EXERCISE BRIEF:
Line tally for "Loading": state how many lines of the entries include it, with no other text.
---------------
//! Data and settings resolution.
//!
//! Priority for each setting, highest first:
//! 1. Command-line flag
//! 2. Environment variable (`REGIONPICK_DATA_DIR`, `REGIONPICK_LOCALE`,
//!    `REGIONPICK_CURRENT_REGION`, `REGIONPICK_CONFIG`), ignoring empty values
//! 3. `{data_dir}/regionpick` when it holds a `regions.json`
//! 4. The sample data compiled into the binary
//!
//! The current region falls back to the POSIX locale (`LC_ALL`,
//! `LC_MESSAGES`, `LANG`).

use std::env;
use std::fs::File;
use std::io::BufReader;
use std::path::{Path, PathBuf};

use anyhow::{anyhow, bail, Context};
use regionpick_core::config::PickerOptions;
use regionpick_core::error::DataError;
use regionpick_core::locale::{CurrentRegionSource, PosixLocaleRegion, TitleTable};
use regionpick_core::provider::StaticRegions;
use tracing::debug;

use crate::args::DataArgs;

const DEFAULT_LOCALE: &str = "en";
const REGIONS_FILE: &str = "regions.json";

const BUNDLED_REGIONS: &str = include_str!("../data/regions.json");
const BUNDLED_TITLES: &[(&str, &str)] = &[
    ("en", include_str!("../data/titles-en.json")),
    ("fr", include_str!("../data/titles-fr.json")),
];

/// Read an env var, treating empty as unset.
fn env_value(name: &str) -> Option<String> {
    env::var(name).ok().filter(|value| !value.is_empty())
}

/// Get the data directory, or `None` for the bundled sample data.
pub fn get_data_dir(flag: Option<&Path>) -> Option<PathBuf> {
    // 1. Flag
    if let Some(dir) = flag {
        return Some(dir.to_path_buf());
    }

    // 2. Explicit override (ignore empty)
    if let Some(dir) = env_value("REGIONPICK_DATA_DIR") {
        return Some(PathBuf::from(dir));
    }

    // 3. Platform data dir, only if populated
    dirs::data_dir()
        .map(|dir| dir.join("regionpick"))
        .filter(|dir| dir.join(REGIONS_FILE).is_file())
}

/// Get the title locale.
pub fn get_locale(flag: Option<&str>) -> String {
    flag.filter(|locale| !locale.is_empty())
        .map(String::from)
        .or_else(|| env_value("REGIONPICK_LOCALE"))
        .unwrap_or_else(|| DEFAULT_LOCALE.to_string())
}

/// Get the options file, if any.
pub fn get_config_path(flag: Option<&Path>) -> Option<PathBuf> {
    flag.map(Path::to_path_buf)
        .or_else(|| env_value("REGIONPICK_CONFIG").map(PathBuf::from))
}

/// Where the device's current region comes from.
#[derive(Debug, Clone, PartialEq, Eq)]
pub enum CurrentRegion {
    /// Set explicitly by flag or environment.
    Fixed(String),
    /// Read from the POSIX locale on every rebuild.
    Posix,
}

impl CurrentRegion {
    pub fn resolve(flag: Option<&str>) -> Self {
        flag.filter(|code| !code.is_empty())
            .map(String::from)
            .or_else(|| env_value("REGIONPICK_CURRENT_REGION"))
            .map(|code| CurrentRegion::Fixed(code.to_ascii_uppercase()))
            .unwrap_or(CurrentRegion::Posix)
    }
}

impl CurrentRegionSource for CurrentRegion {
    fn current_region_code(&self) -> Option<String> {
        match self {
            CurrentRegion::Fixed(code) => Some(code.clone()),
            CurrentRegion::Posix => PosixLocaleRegion.current_region_code(),
        }
    }
}

/// Everything the picker needs, resolved from flags and environment.
#[derive(Debug)]
pub struct Settings {
    pub data_dir: Option<PathBuf>,
    pub locale: String,
    pub config: Option<PathBuf>,
    pub current_region: CurrentRegion,
}

impl Settings {
    pub fn resolve(args: &DataArgs) -> Self {
        let settings = Self {
            data_dir: get_data_dir(args.data_dir.as_deref()),
            locale: get_locale(args.locale.as_deref()),
            config: get_config_path(args.config.as_deref()),
            current_region: CurrentRegion::resolve(args.current_region.as_deref()),
        };
        debug!("Resolved settings: {:?}", settings);
        settings
    }

    /// Load region records and the title table.
    pub fn load_data(&self) -> anyhow::Result<(StaticRegions, TitleTable)> {
        match &self.data_dir {
            Some(dir) => load_dir(dir, &self.locale),
            None => load_bundled(&self.locale),
        }
    }

    /// Load picker options, or the defaults when no file is configured.
    pub fn load_options(&self) -> anyhow::Result<PickerOptions> {
        let Some(path) = &self.config else {
            return Ok(PickerOptions::default());
        };
        let file = File::open(path)
            .with_context(|| format!("Failed to open config file {}", path.display()))?;
        PickerOptions::from_json_reader(BufReader::new(file))
            .with_context(|| format!("Invalid config file {}", path.display()))
    }
}

/// Attach the source name and the fix-it hint to a data error.
fn with_hint(error: DataError, source: &str) -> anyhow::Error {
    let hint = error.suggestion();
    anyhow::Error::new(error).context(format!("Failed to load {} ({})", source, hint))
}

fn open(path: &Path) -> anyhow::Result<BufReader<File>> {
    let file = File::open(path).with_context(|| format!("Failed to open {}", path.display()))?;
    Ok(BufReader::new(file))
}

fn load_dir(dir: &Path, locale: &str) -> anyhow::Result<(StaticRegions, TitleTable)> {
    let regions_path = dir.join(REGIONS_FILE);
    let titles_path = dir.join(format!("titles-{}.json", locale));
    debug!(
        "Loading {} and {}",
        regions_path.display(),
        titles_path.display()
    );

    let regions = StaticRegions::from_json_reader(open(&regions_path)?)
        .map_err(|e| with_hint(e, &regions_path.display().to_string()))?;
    let titles = TitleTable::from_json_reader(open(&titles_path)?)
        .map_err(|e| with_hint(e, &titles_path.display().to_string()))?;
    Ok((regions, titles))
}

fn load_bundled(locale: &str) -> anyhow::Result<(StaticRegions, TitleTable)> {
    debug!("Loading bundled sample data for locale {}", locale);
    let Some((_, titles_json)) = BUNDLED_TITLES.iter().find(|(id, _)| *id == locale) else {
        let known: Vec<&str> = BUNDLED_TITLES.iter().map(|(id, _)| *id).collect();
        bail!(
            "No bundled titles for locale '{}' (bundled: {}). Use --data-dir to load your own.",
            locale,
            known.join(", ")
        );
    };

    let regions = StaticRegions::from_json_str(BUNDLED_REGIONS)
        .map_err(|e| with_hint(e, "bundled regions"))?;
    let titles = TitleTable::from_json_str(titles_json)
        .map_err(|e| with_hint(e, "bundled titles"))?;
    if titles.is_empty() {
        return Err(anyhow!("Bundled titles for '{}' are empty", locale));
    }
    Ok((regions, titles))
}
---------------
OUTPUT FOR THIS EXERCISE:
2